INTRODUCTION: The study was conducted to determine the relationship between insight and quality of life levels of individuals diagnosed with schizophrenia.
METHODS: The data of this descriptive and correlational study were collected at a community mental health center (CMHC) in a province located in the Black Sea Region of Türkiye between February 2021 and July 2021. The population of the study consisted of 224 patients who were registered to the CMHC and diagnosed with schizophrenia according to DSM-V diagnostic criteria between the specified dates. According to the sample calculation for a known population, the minimum number of people to be included in the sample was calculated as 141 (confidence interval: 95%, margin of error: 5%). However, considering the possibility of withdrawals and/or losses during the study, we decided to include more people. Thus, the study was completed with 148 patients who volunteered to participate in the study and met the inclusion criteria. The three tools used to collect the data were the “Sociodemographic Data Form” prepared by the researcher, “Birchwood Insight Scale (BIS),” and “Quality of Life Scale for Patients with Schizophrenia (QLSPS).” Data were analyzed using the Statistical Program for the Social Sciences 22. In the analysis of the data, the Shapiro–Wilk test was used to determine whether the data were normally distributed. In the analysis of the data, numbers, arithmetic mean, percentile distributions, and standard deviation were used. While Pearson’s correlation analysis was used to determine the relationship between the scales, the Cronbach’s alpha coefficient was used to calculate the reliability coefficients of the scales.

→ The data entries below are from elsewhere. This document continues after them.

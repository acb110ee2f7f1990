//! Tool domain value objects: immutable result and error types
//!
//! Every tool invocation produces a [`ToolResult`]. Failures are values,
//! never panics or `Err`s crossing the tool boundary, so the reasoning loop
//! can hand them straight back to the model.
//!
//! Error codes in [`ToolError`] tell the model whether retrying with
//! different arguments can help: `INVALID_ARGUMENT` and `NOT_FOUND` are
//! retryable, the rest need a different request altogether.

use serde::{Deserialize, Serialize};

/// Error that occurred during tool execution.
///
/// | Code | Retryable? | Description |
/// |------|-----------|-------------|
/// | `INVALID_ARGUMENT` | Yes | Missing/wrong parameters, the model can fix |
/// | `NOT_FOUND` | Yes | Unknown tool or resource |
/// | `PERMISSION_DENIED` | No | Tool outside the profile allowlist, path outside the workspace |
/// | `MISSING_CONTEXT` | No | Ticket id, persona id or database absent from the context |
/// | `EXECUTION_FAILED` | No | Collaborator failure (I/O error, backend error) |
/// | `TIMEOUT` | No | Operation timed out |
/// | `INVALID_TRANSITION` | No | Rejected by the lifecycle guard |
/// | `COMMAND_FAILED` | No | Command exited non-zero |
#[derive(Debug, Clone, PartialEq, Eq, Serialize, Deserialize)]
pub struct ToolError {
    pub code: String,
    pub message: String,
    #[serde(default, skip_serializing_if = "Option::is_none")]
    pub details: Option<String>,
}

impl ToolError {
    pub const INVALID_ARGUMENT: &'static str = "INVALID_ARGUMENT";
    pub const NOT_FOUND: &'static str = "NOT_FOUND";
    pub const PERMISSION_DENIED: &'static str = "PERMISSION_DENIED";
    pub const MISSING_CONTEXT: &'static str = "MISSING_CONTEXT";
    pub const EXECUTION_FAILED: &'static str = "EXECUTION_FAILED";
    pub const TIMEOUT: &'static str = "TIMEOUT";
    pub const INVALID_TRANSITION: &'static str = "INVALID_TRANSITION";
    pub const COMMAND_FAILED: &'static str = "COMMAND_FAILED";

    pub fn new(code: impl Into<String>, message: impl Into<String>) -> Self {
        Self {
            code: code.into(),
            message: message.into(),
            details: None,
        }
    }

    pub fn with_details(mut self, details: impl Into<String>) -> Self {
        self.details = Some(details.into());
        self
    }

    // Common error constructors
    pub fn invalid_argument(message: impl Into<String>) -> Self {
        Self::new(Self::INVALID_ARGUMENT, message)
    }

    pub fn not_found(resource: impl Into<String>) -> Self {
        Self::new(
            Self::NOT_FOUND,
            format!("Resource not found: {}", resource.into()),
        )
    }

    pub fn permission_denied(resource: impl Into<String>) -> Self {
        Self::new(
            Self::PERMISSION_DENIED,
            format!("Permission denied: {}", resource.into()),
        )
    }

    pub fn missing_context(field: &str) -> Self {
        Self::new(
            Self::MISSING_CONTEXT,
            format!("Execution context has no {}", field),
        )
    }

    pub fn execution_failed(message: impl Into<String>) -> Self {
        Self::new(Self::EXECUTION_FAILED, message)
    }

    pub fn timeout(operation: impl Into<String>) -> Self {
        Self::new(
            Self::TIMEOUT,
            format!("Operation timed out: {}", operation.into()),
        )
    }

    pub fn invalid_transition(message: impl Into<String>) -> Self {
        Self::new(Self::INVALID_TRANSITION, message)
    }

    pub fn command_failed(exit_code: i32) -> Self {
        Self::new(
            Self::COMMAND_FAILED,
            format!("Command exited with code {}", exit_code),
        )
    }

    /// Whether the model can reasonably retry with corrected arguments.
    pub fn is_retryable(&self) -> bool {
        matches!(self.code.as_str(), Self::INVALID_ARGUMENT | Self::NOT_FOUND)
    }
}

impl std::fmt::Display for ToolError {
    fn fmt(&self, f: &mut std::fmt::Formatter<'_>) -> std::fmt::Result {
        write!(f, "[{}] {}", self.code, self.message)?;
        if let Some(details) = &self.details {
            write!(f, " ({})", details)?;
        }
        Ok(())
    }
}

impl std::error::Error for ToolError {}

/// Result of a tool execution.
///
/// `error` being set does not imply `output` is empty: a command that exits
/// non-zero still returns what it printed.
#[derive(Debug, Clone, PartialEq, Serialize, Deserialize)]
pub struct ToolResult {
    pub tool_name: String,
    #[serde(default)]
    pub output: String,
    #[serde(default, skip_serializing_if = "Option::is_none")]
    pub error: Option<ToolError>,
    #[serde(default)]
    pub metadata: ToolResultMetadata,
}

/// Structured side-channel data about a tool execution.
///
/// | Tool | `bytes` | `path` | `exit_code` | `match_count` |
/// |------|:---:|:---:|:---:|:---:|
/// | `read_file` / `write_file` / `edit_file` | yes | yes | - | - |
/// | `list_files` | - | - | - | yes |
/// | `run_command` / `git_*` | - | - | yes | - |
///
/// `duration_ms` is filled in by the registry for every call.
#[derive(Debug, Clone, Default, PartialEq, Serialize, Deserialize)]
pub struct ToolResultMetadata {
    #[serde(default, skip_serializing_if = "Option::is_none")]
    pub duration_ms: Option<u64>,
    #[serde(default, skip_serializing_if = "Option::is_none")]
    pub bytes: Option<usize>,
    #[serde(default, skip_serializing_if = "Option::is_none")]
    pub path: Option<String>,
    #[serde(default, skip_serializing_if = "Option::is_none")]
    pub exit_code: Option<i32>,
    #[serde(default, skip_serializing_if = "Option::is_none")]
    pub match_count: Option<usize>,
    /// Tool-specific extras (ticket state, comment id, ...)
    #[serde(default, skip_serializing_if = "Option::is_none")]
    pub extra: Option<serde_json::Value>,
}

impl ToolResult {
    /// Create a successful result
    pub fn success(tool_name: impl Into<String>, output: impl Into<String>) -> Self {
        Self {
            tool_name: tool_name.into(),
            output: output.into(),
            error: None,
            metadata: ToolResultMetadata::default(),
        }
    }

    /// Create a failed result with empty output
    pub fn failure(tool_name: impl Into<String>, error: ToolError) -> Self {
        Self {
            tool_name: tool_name.into(),
            output: String::new(),
            error: Some(error),
            metadata: ToolResultMetadata::default(),
        }
    }

    /// Create a failed result that still carries output
    pub fn partial(
        tool_name: impl Into<String>,
        output: impl Into<String>,
        error: ToolError,
    ) -> Self {
        Self {
            tool_name: tool_name.into(),
            output: output.into(),
            error: Some(error),
            metadata: ToolResultMetadata::default(),
        }
    }

    pub fn with_metadata(mut self, metadata: ToolResultMetadata) -> Self {
        self.metadata = metadata;
        self
    }

    pub fn with_duration(mut self, duration_ms: u64) -> Self {
        self.metadata.duration_ms = Some(duration_ms);
        self
    }

    pub fn with_path(mut self, path: impl Into<String>) -> Self {
        self.metadata.path = Some(path.into());
        self
    }

    pub fn with_bytes(mut self, bytes: usize) -> Self {
        self.metadata.bytes = Some(bytes);
        self
    }

    pub fn with_exit_code(mut self, exit_code: i32) -> Self {
        self.metadata.exit_code = Some(exit_code);
        self
    }

    pub fn with_match_count(mut self, count: usize) -> Self {
        self.metadata.match_count = Some(count);
        self
    }

    pub fn with_extra(mut self, extra: serde_json::Value) -> Self {
        self.metadata.extra = Some(extra);
        self
    }

    pub fn is_success(&self) -> bool {
        self.error.is_none()
    }

    pub fn error(&self) -> Option<&ToolError> {
        self.error.as_ref()
    }

    /// Text handed back to the model: output, then the error if any.
    pub fn to_model_content(&self) -> String {
        match (&self.error, self.output.is_empty()) {
            (None, _) => self.output.clone(),
            (Some(err), true) => format!("Error: {}", err),
            (Some(err), false) => format!("{}\n\nError: {}", self.output, err),
        }
    }
}
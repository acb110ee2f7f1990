//! Version control tools: git_status, git_diff, git_commit, git_push
//!
//! Thin wrappers that run `git` through the workspace executor with the
//! configured command timeout.

use super::command::command_result;
use board_application::config::ExecutionParams;
use board_application::context::{ExecutionContext, parse_params};
use board_application::ports::workspace_executor::{CommandOutput, RunOptions};
use board_domain::{FieldKind, ObjectSchema, ToolDefinition, ToolError, ToolResult};
use serde::Deserialize;
use serde_json::Value;

/// Tool name constants
pub const GIT_STATUS: &str = "git_status";
pub const GIT_DIFF: &str = "git_diff";
pub const GIT_COMMIT: &str = "git_commit";
pub const GIT_PUSH: &str = "git_push";

pub fn git_status_definition() -> ToolDefinition {
    ToolDefinition::new(
        GIT_STATUS,
        "Show the working tree status (porcelain format, with branch line)",
        ObjectSchema::new(),
    )
}

pub fn git_diff_definition() -> ToolDefinition {
    ToolDefinition::new(
        GIT_DIFF,
        "Show uncommitted changes",
        ObjectSchema::new()
            .optional("staged", FieldKind::Boolean, "Show staged changes instead of unstaged")
            .optional("path", FieldKind::String, "Limit the diff to this path"),
    )
}

pub fn git_commit_definition() -> ToolDefinition {
    ToolDefinition::new(
        GIT_COMMIT,
        "Commit changes in the workspace",
        ObjectSchema::new()
            .required("message", FieldKind::String, "Commit message")
            .optional(
                "add_all",
                FieldKind::Boolean,
                "Stage all changes (git add -A) first; defaults to true",
            ),
    )
}

pub fn git_push_definition() -> ToolDefinition {
    ToolDefinition::new(
        GIT_PUSH,
        "Push commits to the remote. Remote and branch default to the workspace's.",
        ObjectSchema::new()
            .optional("remote", FieldKind::String, "Remote name")
            .optional("branch", FieldKind::String, "Branch name"),
    )
}

#[derive(Debug, Deserialize)]
struct GitDiffParams {
    #[serde(default)]
    staged: bool,
    path: Option<String>,
}

#[derive(Debug, Deserialize)]
struct GitCommitParams {
    message: String,
    add_all: Option<bool>,
}

#[derive(Debug, Deserialize)]
struct GitPushParams {
    remote: Option<String>,
    branch: Option<String>,
}

async fn git(
    ctx: &ExecutionContext,
    params: &ExecutionParams,
    args: &[&str],
) -> Result<CommandOutput, ToolError> {
    let args: Vec<String> = args.iter().map(|a| a.to_string()).collect();
    Ok(ctx
        .executor()
        .run(
            "git",
            &args,
            RunOptions::with_timeout(params.command_timeout),
        )
        .await?)
}

pub struct GitStatusTool {
    definition: ToolDefinition,
    params: ExecutionParams,
}

impl GitStatusTool {
    pub fn new(params: ExecutionParams) -> Self {
        Self {
            definition: git_status_definition(),
            params,
        }
    }

    async fn execute(&self, params: Value, ctx: &ExecutionContext) -> Result<ToolResult, ToolError> {
        let _: serde_json::Map<String, Value> = parse_params(&self.definition, &params)?;
        let output = git(ctx, &self.params, &["status", "--porcelain=v1", "--branch"]).await?;
        Ok(command_result(GIT_STATUS, output))
    }
}

pub struct GitDiffTool {
    definition: ToolDefinition,
    params: ExecutionParams,
}

impl GitDiffTool {
    pub fn new(params: ExecutionParams) -> Self {
        Self {
            definition: git_diff_definition(),
            params,
        }
    }

    async fn execute(&self, params: Value, ctx: &ExecutionContext) -> Result<ToolResult, ToolError> {
        let params: GitDiffParams = parse_params(&self.definition, &params)?;

        let mut args = vec!["diff"];
        if params.staged {
            args.push("--staged");
        }
        if let Some(path) = params.path.as_deref() {
            args.push("--");
            args.push(path);
        }

        let output = git(ctx, &self.params, &args).await?;
        let mut result = command_result(GIT_DIFF, output);
        if result.is_success() && result.output.is_empty() {
            result.output = "No changes".to_string();
        }
        Ok(result)
    }
}

pub struct GitCommitTool {
    definition: ToolDefinition,
    params: ExecutionParams,
}

impl GitCommitTool {
    pub fn new(params: ExecutionParams) -> Self {
        Self {
            definition: git_commit_definition(),
            params,
        }
    }

    async fn execute(&self, params: Value, ctx: &ExecutionContext) -> Result<ToolResult, ToolError> {
        let params: GitCommitParams = parse_params(&self.definition, &params)?;
        if params.message.trim().is_empty() {
            return Err(ToolError::invalid_argument("git_commit: message must not be empty"));
        }

        if params.add_all.unwrap_or(true) {
            let staged = git(ctx, &self.params, &["add", "-A"]).await?;
            if !staged.success() {
                return Ok(command_result(GIT_COMMIT, staged));
            }
        }

        let output = git(ctx, &self.params, &["commit", "-m", &params.message]).await?;
        Ok(command_result(GIT_COMMIT, output))
    }
}

pub struct GitPushTool {
    definition: ToolDefinition,
    params: ExecutionParams,
}

impl GitPushTool {
    pub fn new(params: ExecutionParams) -> Self {
        Self {
            definition: git_push_definition(),
            params,
        }
    }

    async fn execute(&self, params: Value, ctx: &ExecutionContext) -> Result<ToolResult, ToolError> {
        let params: GitPushParams = parse_params(&self.definition, &params)?;
        let info = &ctx.workspace().info;
        let remote = params.remote.unwrap_or_else(|| info.remote.clone());
        let branch = params.branch.unwrap_or_else(|| info.branch.clone());

        let output = git(ctx, &self.params, &["push", &remote, &branch]).await?;
        Ok(command_result(GIT_PUSH, output).with_extra(serde_json::json!({
            "remote": remote,
            "branch": branch,
        })))
    }
}

impl_tool!(GitStatusTool, GitDiffTool, GitCommitTool, GitPushTool);
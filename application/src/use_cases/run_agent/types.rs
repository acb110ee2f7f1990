//! Type definitions for the RunAgent use case.

use crate::ports::llm_gateway::GatewayError;
use board_domain::TokenUsage;
use thiserror::Error;

/// Ways the run loop can stop short of a model-reported outcome.
///
/// These never escape the runner; they are folded into the run result.
#[derive(Error, Debug)]
pub enum RunAgentError {
    #[error("Gateway error: {0}")]
    Gateway(#[from] GatewayError),

    #[error("Run exceeded its duration budget")]
    Timeout,

    #[error("Exceeded maximum tool turns ({0})")]
    MaxToolTurnsExceeded(usize),

    #[error("Agent loop panicked: {0}")]
    Panicked(String),
}

/// Counters accrued while the loop runs; survive an aborted loop.
#[derive(Debug, Default, Clone, Copy)]
pub(super) struct RunProgress {
    pub tokens: TokenUsage,
    pub model_turns: usize,
    pub tool_calls: usize,
}
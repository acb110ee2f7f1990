//! Database Operations port
//!
//! The board (tickets, comments, personas, documents) is owned elsewhere.
//! This core reads tickets and requests guarded changes through this port.

use async_trait::async_trait;
use board_domain::{Comment, Document, DocumentType, Persona, Ticket, TicketState, ToolError};
use thiserror::Error;

#[derive(Error, Debug, Clone, PartialEq, Eq)]
pub enum DatabaseError {
    /// Carries the bare ticket id
    #[error("Ticket not found: {0}")]
    NotFound(String),

    /// The ticket was not in the state the caller validated against
    #[error("Ticket {ticket_id} is in state {actual}, expected {expected}")]
    StateConflict {
        ticket_id: String,
        expected: TicketState,
        actual: TicketState,
    },

    #[error("Database backend error: {0}")]
    Backend(String),
}

impl From<DatabaseError> for ToolError {
    fn from(err: DatabaseError) -> Self {
        match &err {
            DatabaseError::NotFound(_) => ToolError::new(ToolError::NOT_FOUND, err.to_string()),
            DatabaseError::StateConflict { .. } => ToolError::invalid_transition(err.to_string()),
            DatabaseError::Backend(_) => ToolError::execution_failed(err.to_string()),
        }
    }
}

/// A document to be saved.
#[derive(Debug, Clone, PartialEq, Eq)]
pub struct NewDocument {
    pub ticket_id: String,
    pub doc_type: DocumentType,
    pub content: String,
    pub author_persona_id: String,
}

/// Port for board persistence.
#[async_trait]
pub trait DatabaseOperations: Send + Sync {
    async fn get_ticket(&self, id: &str) -> Result<Option<Ticket>, DatabaseError>;

    /// Atomically move a ticket from `expected` to `new`.
    ///
    /// Check-and-commit is one logical operation: of two racing requests
    /// from the same source state, at most one succeeds; the other gets
    /// [`DatabaseError::StateConflict`]. Callers validate the edge against
    /// the lifecycle table first.
    async fn update_ticket_state(
        &self,
        id: &str,
        expected: TicketState,
        new: TicketState,
    ) -> Result<Ticket, DatabaseError>;

    async fn create_comment(
        &self,
        ticket_id: &str,
        persona_id: &str,
        content: &str,
    ) -> Result<Comment, DatabaseError>;

    async fn get_persona(&self, id: &str) -> Result<Option<Persona>, DatabaseError>;

    async fn save_document(&self, document: NewDocument) -> Result<Document, DatabaseError>;
}
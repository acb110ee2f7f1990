//! Workspace Executor port
//!
//! File I/O and command execution against one project checkout. Tools never
//! touch the host directly; everything goes through this port.

use async_trait::async_trait;
use board_domain::ToolError;
use std::path::{Path, PathBuf};
use std::time::Duration;
use thiserror::Error;

#[derive(Error, Debug)]
pub enum WorkspaceError {
    #[error("Not found: {0}")]
    NotFound(String),

    #[error("Path escapes the workspace: {0}")]
    OutsideWorkspace(String),

    #[error("I/O error: {0}")]
    Io(String),

    #[error("Command timed out after {}s", .0.as_secs())]
    Timeout(Duration),

    #[error("Failed to spawn command: {0}")]
    Spawn(String),

    #[error("Invalid glob pattern: {0}")]
    InvalidPattern(String),
}

impl From<WorkspaceError> for ToolError {
    fn from(err: WorkspaceError) -> Self {
        let message = err.to_string();
        match err {
            WorkspaceError::NotFound(_) => ToolError::new(ToolError::NOT_FOUND, message),
            WorkspaceError::OutsideWorkspace(_) => {
                ToolError::new(ToolError::PERMISSION_DENIED, message)
            }
            WorkspaceError::Timeout(_) => ToolError::new(ToolError::TIMEOUT, message),
            WorkspaceError::InvalidPattern(_) => ToolError::invalid_argument(message),
            WorkspaceError::Io(_) | WorkspaceError::Spawn(_) => ToolError::execution_failed(message),
        }
    }
}

/// Options for a single command execution.
#[derive(Debug, Clone)]
pub struct RunOptions {
    /// Working directory relative to the workspace root (root when `None`)
    pub cwd: Option<PathBuf>,
    pub timeout: Duration,
}

impl RunOptions {
    pub fn with_timeout(timeout: Duration) -> Self {
        Self { cwd: None, timeout }
    }

    pub fn in_dir(mut self, cwd: impl Into<PathBuf>) -> Self {
        self.cwd = Some(cwd.into());
        self
    }
}

/// Captured output of a finished command.
#[derive(Debug, Clone, Default, PartialEq, Eq)]
pub struct CommandOutput {
    pub stdout: String,
    pub stderr: String,
    pub exit_code: i32,
}

impl CommandOutput {
    pub fn success(&self) -> bool {
        self.exit_code == 0
    }

    /// stdout followed by stderr, whichever are non-empty.
    pub fn combined(&self) -> String {
        match (self.stdout.trim_end(), self.stderr.trim_end()) {
            ("", "") => String::new(),
            (out, "") => out.to_string(),
            ("", err) => err.to_string(),
            (out, err) => format!("{}\n{}", out, err),
        }
    }
}

/// Port for workspace operations.
#[async_trait]
pub trait WorkspaceExecutor: Send + Sync {
    /// Absolute root of the checkout
    fn root(&self) -> &Path;

    /// Run `command` with `args`. A non-zero exit is an `Ok` with that code.
    async fn run(
        &self,
        command: &str,
        args: &[String],
        options: RunOptions,
    ) -> Result<CommandOutput, WorkspaceError>;

    async fn read_file(&self, path: &str) -> Result<String, WorkspaceError>;

    async fn write_file(&self, path: &str, content: &str) -> Result<(), WorkspaceError>;

    /// Root-relative paths matching `pattern`, sorted.
    async fn list_files(&self, pattern: &str) -> Result<Vec<String>, WorkspaceError>;
}

#[cfg(test)]
mod tests {
    use super::*;

    #[test]
    fn test_combined_output() {
        let output = CommandOutput {
            stdout: "ok\n".to_string(),
            stderr: "warning: unused\n".to_string(),
            exit_code: 0,
        };
        assert_eq!(output.combined(), "ok\nwarning: unused");
        assert!(output.success());
        assert_eq!(CommandOutput::default().combined(), "");
    }

    #[test]
    fn test_workspace_error_to_tool_error() {
        let err: ToolError = WorkspaceError::OutsideWorkspace("../etc".into()).into();
        assert_eq!(err.code, ToolError::PERMISSION_DENIED);

        let err: ToolError = WorkspaceError::NotFound("a.txt".into()).into();
        assert_eq!(err.code, ToolError::NOT_FOUND);
        assert!(err.message.contains("a.txt"));

        let err: ToolError = WorkspaceError::Timeout(Duration::from_secs(5)).into();
        assert_eq!(err.code, ToolError::TIMEOUT);
    }
}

RESULTS: According to the study findings, the mean scores the patients obtained from the overall BIS and the QLSPS were 4.16±1.63 and 76.93±14.84, respectively. According to the analysis of the relationship between the sub-dimensions of the BIS and the sub-dimensions of the QLSPS, there was a negative and weak correlation between the mean scores obtained from the overall BIS and its Being Aware of the Symptoms and Being Aware of the Disease sub-dimensions and the mean scores obtained from the overall QLSPS and its interpersonal relationships sub-dimension. There was a negative, significant, and weak correlation between the mean score for the overall BIS and the mean scores for the occupational role, daily use of belongings, and activities sub-dimensions of the QLSPS (p<0.05).
DISCUSSION AND CONCLUSION: The patients had a low level of insight and a high level of quality of life. A relationship was determined between the mean scores the participants obtained from the BIS and the mean scores that they obtained from the QLSPS.